Tuesday, December 6, 2011

Rebuilding The Relationship


As with in all relationships gone awry, this one is no different.  It is difficult to get all the nitty gritty out of the way so that we can enjoy the road we have traveled.  I want to add the pictures because, well they do tell it all.... This is a huge dumpster that has been parked outside our home for two months now.  Actually we are on our second dumpster.  Walls had to be torn out due to some mold that had made itself at home in our house.  But after the insurance company sent out Service Master to spray down EVERYTHING and tearing out some of the offending walls, we are on our way.

Have I reevaluated this relationship?  Most definitely. I have almost shut the door and walked away, several times.  We are going through a rough patch, this old love and I.
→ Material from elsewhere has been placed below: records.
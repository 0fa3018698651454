use crate::error::{CbResult, CipherBreakError};
use serde::de::Error as _;
use serde::ser::SerializeMap;
use serde::{Deserialize, Deserializer, Serialize, Serializer};
use std::collections::BTreeMap;
use std::fmt;

pub const ALPHABET_LEN: usize = 26;

/// Ordinal of an uppercase letter in A-Z, or None for pass-through characters.
#[inline]
pub fn letter_index(c: char) -> Option<usize> {
    if c.is_ascii_uppercase() {
        Some(c as usize - 'A' as usize)
    } else {
        None
    }
}

#[inline]
fn letter_at(ordinal: u8) -> char {
    (b'A' + ordinal) as char
}

/// A substitution key: a total bijection over the 26-letter uppercase
/// alphabet, stored as mutually consistent forward and inverse tables indexed
/// by letter ordinal.
///
/// Keys are immutable values. Every operator that derives a new key returns a
/// fresh instance, so populations can be evaluated concurrently without
/// locking. The public constructors only ever produce valid permutations.
#[derive(Debug, Clone, Copy, PartialEq, Eq)]
pub struct CipherKey {
    forward: [u8; ALPHABET_LEN],
    inverse: [u8; ALPHABET_LEN],
}

impl CipherKey {
    /// The key that maps every letter to itself.
    pub fn identity() -> Self {
        Self::from_forward_unchecked(std::array::from_fn(|i| i as u8))
    }

    /// Uniformly random permutation of the alphabet.
    pub fn random(rng: &mut fastrand::Rng) -> Self {
        let mut forward: [u8; ALPHABET_LEN] = std::array::from_fn(|i| i as u8);
        rng.shuffle(&mut forward);
        Self::from_forward_unchecked(forward)
    }

    /// Builds a key from a forward table, rejecting anything that is not a
    /// permutation of 0..26.
    pub fn from_forward(forward: [u8; ALPHABET_LEN]) -> CbResult<Self> {
        let mut inverse = [u8::MAX; ALPHABET_LEN];
        for (src, &dst) in forward.iter().enumerate() {
            if dst as usize >= ALPHABET_LEN {
                return Err(CipherBreakError::Validation(format!(
                    "target ordinal {} for source '{}' is out of range",
                    dst,
                    letter_at(src as u8)
                )));
            }
            if inverse[dst as usize] != u8::MAX {
                return Err(CipherBreakError::Validation(format!(
                    "target letter '{}' is assigned more than once",
                    letter_at(dst)
                )));
            }
            inverse[dst as usize] = src as u8;
        }
        Ok(Self { forward, inverse })
    }

    /// Builds a key from (plain, cipher) letter pairs. Every letter must
    /// appear exactly once on each side.
    pub fn from_pairs<I>(pairs: I) -> CbResult<Self>
    where
        I: IntoIterator<Item = (char, char)>,
    {
        let mut forward = [u8::MAX; ALPHABET_LEN];
        for (plain, cipher) in pairs {
            let src = letter_index(plain.to_ascii_uppercase()).ok_or_else(|| {
                CipherBreakError::Validation(format!("invalid source letter '{}'", plain))
            })?;
            let dst = letter_index(cipher.to_ascii_uppercase()).ok_or_else(|| {
                CipherBreakError::Validation(format!("invalid target letter '{}'", cipher))
            })?;
            if forward[src] != u8::MAX {
                return Err(CipherBreakError::Validation(format!(
                    "source letter '{}' is assigned more than once",
                    letter_at(src as u8)
                )));
            }
            forward[src] = dst as u8;
        }
        if let Some(missing) = forward.iter().position(|&d| d == u8::MAX) {
            return Err(CipherBreakError::Validation(format!(
                "source letter '{}' has no assignment",
                letter_at(missing as u8)
            )));
        }
        Self::from_forward(forward)
    }

    /// Internal constructor for operators whose output is a permutation by
    /// construction. Violations are programming errors, not runtime ones.
    pub(crate) fn from_forward_unchecked(forward: [u8; ALPHABET_LEN]) -> Self {
        let mut inverse = [u8::MAX; ALPHABET_LEN];
        for (src, &dst) in forward.iter().enumerate() {
            debug_assert!((dst as usize) < ALPHABET_LEN, "target out of range");
            debug_assert!(
                inverse[dst as usize] == u8::MAX,
                "duplicate target in permutation"
            );
            inverse[dst as usize] = src as u8;
        }
        Self { forward, inverse }
    }

    /// New key with the targets of two source letters exchanged. A swap of
    /// two targets within a permutation is itself a permutation.
    pub fn swap(&self, a: usize, b: usize) -> Self {
        let mut forward = self.forward;
        forward.swap(a, b);
        Self::from_forward_unchecked(forward)
    }

    pub fn forward(&self) -> &[u8; ALPHABET_LEN] {
        &self.forward
    }

    pub fn inverse(&self) -> &[u8; ALPHABET_LEN] {
        &self.inverse
    }

    /// Uppercases the input and substitutes letters through the forward
    /// table; everything outside A-Z passes through unchanged.
    pub fn encrypt(&self, plaintext: &str) -> String {
        plaintext
            .chars()
            .map(|c| {
                let c = c.to_ascii_uppercase();
                match letter_index(c) {
                    Some(i) => letter_at(self.forward[i]),
                    None => c,
                }
            })
            .collect()
    }

    /// Substitutes uppercase letters through the inverse table; everything
    /// else passes through unchanged.
    pub fn decrypt(&self, ciphertext: &str) -> String {
        ciphertext
            .chars()
            .map(|c| match letter_index(c) {
                Some(i) => letter_at(self.inverse[i]),
                None => c,
            })
            .collect()
    }

    /// (plain, cipher) pairs in alphabet order.
    pub fn pairs(&self) -> impl Iterator<Item = (char, char)> + '_ {
        self.forward
            .iter()
            .enumerate()
            .map(|(i, &t)| (letter_at(i as u8), letter_at(t)))
    }
}

impl fmt::Display for CipherKey {
    fn fmt(&self, f: &mut fmt::Formatter<'_>) -> fmt::Result {
        for (i, (plain, cipher)) in self.pairs().enumerate() {
            if i > 0 {
                write!(f, " ")?;
            }
            write!(f, "{}>{}", plain, cipher)?;
        }
        Ok(())
    }
}

// Persisted as an ordered 26-entry letter-to-letter table, the same shape the
// encryption utility writes.
impl Serialize for CipherKey {
    fn serialize<S: Serializer>(&self, serializer: S) -> Result<S::Ok, S::Error> {
        let mut map = serializer.serialize_map(Some(ALPHABET_LEN))?;
        for (plain, cipher) in self.pairs() {
            map.serialize_entry(&plain, &cipher)?;
        }
        map.end()
    }
}

impl<'de> Deserialize<'de> for CipherKey {
    fn deserialize<D: Deserializer<'de>>(deserializer: D) -> Result<Self, D::Error> {
        let table = BTreeMap::<char, char>::deserialize(deserializer)?;
        CipherKey::from_pairs(table.into_iter()).map_err(D::Error::custom)
    }
}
Saturday, October 15, 2011

Reconnecting to the one I love

I have tried to leave it, abandoned is probably the more appropriate word but it keeps beckoning me. I occasionally run into this love of mine, it whispers sweet nothings to me and then I am whisked away by something newer, younger, more promising. It continued to seem so needy. My last encounter finally decided my fate. If I don't love it it, then who will? We have a great deal of history, the two of us do. We go back a long way and there have been many others involved in our relationship. From the beginning ours was a love/hate relationship, ever evolving. So now, I'm back. For good this time. Someone is going to win this battle. I'm in it until the end. Forever after. This is a blog about the relationship between me and my old love ( my house). It is a 6000 square foot home on 14 acres in the countryside of North Georgia. It is a adaptation of a home in Deerfield,Mass. It was adapted to look old so over the years it has only grown the patina of its original counterpart. We left it 15 years ago. Yep, that's what I said we left it, we closed the door and moved to Atlanta. It's always been there for us waiting for our return and in the process of it's wait it has needed many things. For years during the abandonment it was used for photography, for selling the furniture that we manufacture. Everytime a customer walked into our house/showroom the questions would begin. Why dont you live here? Occasionally we would return and celebrate a holiday, or invite people to an event or have a wedding there. It was up for the exciting and fun things of our life but we just couldn't live there. it was too this or not enough that, it was not where we wanted to be, it was not new and shiny enough. It's waited and waited patiently or as patient as It could be. All the while needing our attention and time and love to come back into it's life. So now it has beckoned us back. This is the story of love returned and a continual posting of what is going on with that relationship.